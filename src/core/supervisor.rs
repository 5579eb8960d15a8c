//! # Supervisor: wires the node, its collaborators and both runtime tasks.
//!
//! The [`Supervisor`] owns the event bus, a [`SubscriberSet`], the node slot and
//! every injected collaborator. [`Supervisor::run`] starts the two tasks and
//! never returns.
//!
//! ## High-level architecture
//! ```text
//! run():
//!   subscriber_listener(): Bus.subscribe() ─► SubscriberSet::emit(&Event)
//!
//!   spawn activity task:
//!     ActivityIndicator::run()           (transport.had_activity → LED, clock print)
//!
//!   spawn supervisory task:
//!     NodeSlot::get_or_construct()       ─► publish NodeConstructed
//!     BringUpSupervisor::run()           ─► StartedNode        (retry forever)
//!     start_time_sync()                  ─► OperationalNode    (Err = fatal)
//!     DiagnosticsLoop::run()             ─► never returns
//!
//!   supervisory task ended (time sync failure or panic):
//!     abort activity task, await its exit
//!     FatalHalt::enter(code)             ─► blink forever
//! ```
//!
//! ## Example
//! ```rust,no_run
//! use std::sync::Arc;
//! use nodevisor::{Config, Platform, Supervisor};
//! use nodevisor::sim::{SimCanDriver, SimClock, SimIndicator, SimNode, SimTimeSync};
//!
//! #[tokio::main]
//! async fn main() {
//!     let cfg = Config::default();
//!     let can = SimCanDriver::init(cfg.can_bitrate, cfg.can_interfaces).expect("bitrate");
//!     let platform = Platform {
//!         transport: can,
//!         clock: Arc::new(SimClock::new()),
//!         indicator: Arc::new(SimIndicator::new()),
//!     };
//!     let pool = cfg.memory_pool_bytes;
//!
//!     let sup = Supervisor::builder(cfg, platform)
//!         .build(move || SimNode::new(pool), SimTimeSync::new())
//!         .expect("valid config");
//!     sup.run().await;
//! }
//! ```

use std::convert::Infallible;
use std::sync::Arc;

use tokio::sync::broadcast::error::RecvError;

use crate::{
    core::{
        activity::ActivityIndicator,
        bringup::BringUpSupervisor,
        builder::SupervisorBuilder,
        config::Config,
        diagnostics::DiagnosticsLoop,
        halt::FatalHalt,
        slot::NodeSlot,
        time_sync::start_time_sync,
    },
    error::NodeError,
    events::{Bus, Event, EventKind},
    hal::{CanTransport, Indicator, PlatformClock, ProtocolNode, TimeSyncSlave},
    subscribers::{LifecycleTracker, SubscriberSet},
};

/// Platform handles shared by both runtime tasks.
#[derive(Clone)]
pub struct Platform {
    pub transport: Arc<dyn CanTransport>,
    pub clock: Arc<dyn PlatformClock>,
    pub indicator: Arc<dyn Indicator>,
}

pub(crate) type NodeFactory<N> = Box<dyn FnOnce() -> N + Send + 'static>;

/// Owner of the node lifecycle.
pub struct Supervisor<N, S> {
    cfg: Config,
    bus: Bus,
    subs: Arc<SubscriberSet>,
    tracker: Arc<LifecycleTracker>,
    platform: Platform,
    slot: NodeSlot<N>,
    make_node: NodeFactory<N>,
    time_sync: S,
}

impl Supervisor<(), ()> {
    /// Starts building a supervisor.
    pub fn builder(cfg: Config, platform: Platform) -> SupervisorBuilder {
        SupervisorBuilder::new(cfg, platform)
    }
}

impl<N, S> Supervisor<N, S>
where
    N: ProtocolNode,
    S: TimeSyncSlave,
{
    pub(crate) fn new_internal(
        cfg: Config,
        bus: Bus,
        subs: Arc<SubscriberSet>,
        tracker: Arc<LifecycleTracker>,
        platform: Platform,
        make_node: NodeFactory<N>,
        time_sync: S,
    ) -> Self {
        let slot = NodeSlot::new(cfg.node_id, cfg.node_name.clone());
        Self {
            cfg,
            bus,
            subs,
            tracker,
            platform,
            slot,
            make_node,
            time_sync,
        }
    }

    /// Event bus shared with every component.
    pub fn bus(&self) -> &Bus {
        &self.bus
    }

    /// Built-in lifecycle tracker (also registered as a subscriber).
    pub fn tracker(&self) -> Arc<LifecycleTracker> {
        Arc::clone(&self.tracker)
    }

    /// Runs the node for the lifetime of the process.
    ///
    /// Returns only in the sense of the type system: the sole exit from the
    /// supervisory task leads into [`FatalHalt`], which loops forever.
    pub async fn run(self) -> Infallible {
        self.subscriber_listener();

        let Supervisor {
            cfg,
            bus,
            platform,
            slot,
            make_node,
            time_sync,
            ..
        } = self;

        let activity = ActivityIndicator::new(
            Arc::clone(&platform.transport),
            Arc::clone(&platform.clock),
            Arc::clone(&platform.indicator),
            bus.clone(),
            &cfg,
        );
        let activity = tokio::spawn(activity.run());

        let supervisory = tokio::spawn(supervise(
            cfg.clone(),
            bus.clone(),
            platform.clone(),
            slot,
            make_node,
            time_sync,
        ));

        let err = match supervisory.await {
            Ok(Ok(never)) => match never {},
            Ok(Err(e)) => e,
            Err(join) => NodeError::TaskDied {
                reason: join.to_string(),
            },
        };

        // Wait for the abort to land so no late sample overwrites the blink pattern.
        activity.abort();
        let _ = activity.await;
        FatalHalt::new(platform.indicator, cfg.blink_half_period)
            .with_bus(bus)
            .enter(err.code(), err.as_label())
            .await
    }

    /// Subscribes to the bus and forwards events to the subscriber set (fire-and-forget).
    fn subscriber_listener(&self) {
        let mut rx = self.bus.subscribe();
        let set = Arc::clone(&self.subs);
        tokio::spawn(async move {
            loop {
                match rx.recv().await {
                    Ok(ev) => set.emit(&ev),
                    Err(RecvError::Lagged(skipped)) => {
                        tracing::warn!(skipped, "subscriber listener lagged behind the bus");
                    }
                    Err(RecvError::Closed) => break,
                }
            }
        });
    }
}

/// Supervisory task: bring-up, time sync, then the diagnostics loop.
///
/// Only returns on a fatal error.
async fn supervise<N, S>(
    cfg: Config,
    bus: Bus,
    platform: Platform,
    mut slot: NodeSlot<N>,
    make_node: NodeFactory<N>,
    time_sync: S,
) -> Result<Infallible, NodeError>
where
    N: ProtocolNode,
    S: TimeSyncSlave,
{
    let node = slot.get_or_construct(make_node);
    tracing::info!(node_id = node.node_id().get(), name = node.name(), "node constructed");
    bus.publish(
        Event::new(EventKind::NodeConstructed)
            .with_node(node.node_id())
            .with_reason(node.name()),
    );

    let started = BringUpSupervisor::new(cfg.backoff, bus.clone()).run(node).await;
    let operational = start_time_sync(started, time_sync, &bus).await?;

    let diagnostics =
        DiagnosticsLoop::enter(operational, platform.transport, platform.clock, bus, &cfg);
    Ok(diagnostics.run().await)
}
//! Simulated multi-interface CAN driver.

use std::sync::atomic::{AtomicBool, AtomicU64, Ordering};
use std::sync::Arc;
use std::time::Duration;

use rand::Rng;
use tokio::task::JoinHandle;

use crate::error::{ErrorCode, NodeError};
use crate::hal::CanTransport;

/// Bitrates accepted by [`SimCanDriver::init`], in bit/s.
pub const SUPPORTED_BITRATES: [u32; 9] = [
    10_000, 20_000, 50_000, 100_000, 125_000, 250_000, 500_000, 800_000, 1_000_000,
];

/// Largest number of interfaces a driver instance can own.
const MAX_IFACES: usize = 3;

struct Iface {
    errors: AtomicU64,
}

/// CAN driver with atomic per-interface error counters and a shared activity flag.
pub struct SimCanDriver {
    bitrate: u32,
    ifaces: Vec<Iface>,
    activity: AtomicBool,
}

impl SimCanDriver {
    /// Initializes the driver.
    ///
    /// Fails with [`NodeError::Platform`] carrying [`ErrorCode::INVALID_PARAM`]
    /// if the bitrate is not supported or the interface count is out of range.
    pub fn init(bitrate: u32, iface_count: usize) -> Result<Arc<Self>, NodeError> {
        if !SUPPORTED_BITRATES.contains(&bitrate) || iface_count == 0 || iface_count > MAX_IFACES {
            return Err(NodeError::Platform {
                code: ErrorCode::INVALID_PARAM,
            });
        }
        let ifaces = (0..iface_count)
            .map(|_| Iface {
                errors: AtomicU64::new(0),
            })
            .collect();
        tracing::debug!(bitrate, iface_count, "can driver initialized");
        Ok(Arc::new(Self {
            bitrate,
            ifaces,
            activity: AtomicBool::new(false),
        }))
    }

    /// Configured bitrate, in bit/s.
    pub fn bitrate(&self) -> u32 {
        self.bitrate
    }

    /// Marks that a frame was sent or received.
    pub fn record_frame(&self) {
        self.activity.store(true, Ordering::Relaxed);
    }

    /// Adds `n` bus errors to interface `iface`. Out-of-range interfaces are ignored.
    pub fn inject_errors(&self, iface: usize, n: u64) {
        if let Some(i) = self.ifaces.get(iface) {
            i.errors.fetch_add(n, Ordering::Relaxed);
        }
    }

    /// Spawns a task that records a frame at random intervals below `max_gap`.
    pub fn spawn_traffic(self: &Arc<Self>, max_gap: Duration) -> JoinHandle<()> {
        let me = Arc::clone(self);
        let max_ms = max_gap.as_millis().clamp(1, u128::from(u64::MAX)) as u64;
        tokio::spawn(async move {
            loop {
                let gap = rand::rng().random_range(0..=max_ms);
                tokio::time::sleep(Duration::from_millis(gap)).await;
                me.record_frame();
            }
        })
    }
}

impl CanTransport for SimCanDriver {
    fn iface_count(&self) -> usize {
        self.ifaces.len()
    }

    fn error_count(&self, iface: usize) -> Option<u64> {
        self.ifaces
            .get(iface)
            .map(|i| i.errors.load(Ordering::Relaxed))
    }

    fn had_activity(&self) -> bool {
        self.activity.swap(false, Ordering::Relaxed)
    }
}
· · · · · · ·
Search the entries for "tasks" and copy out each line that has it.

## SOLUTION TO THE EXERCISE
//! # Supervisor: wires the node, its collaborators and both runtime tasks.
//! every injected collaborator. [`Supervisor::run`] starts the two tasks and
/// Platform handles shared by both runtime tasks.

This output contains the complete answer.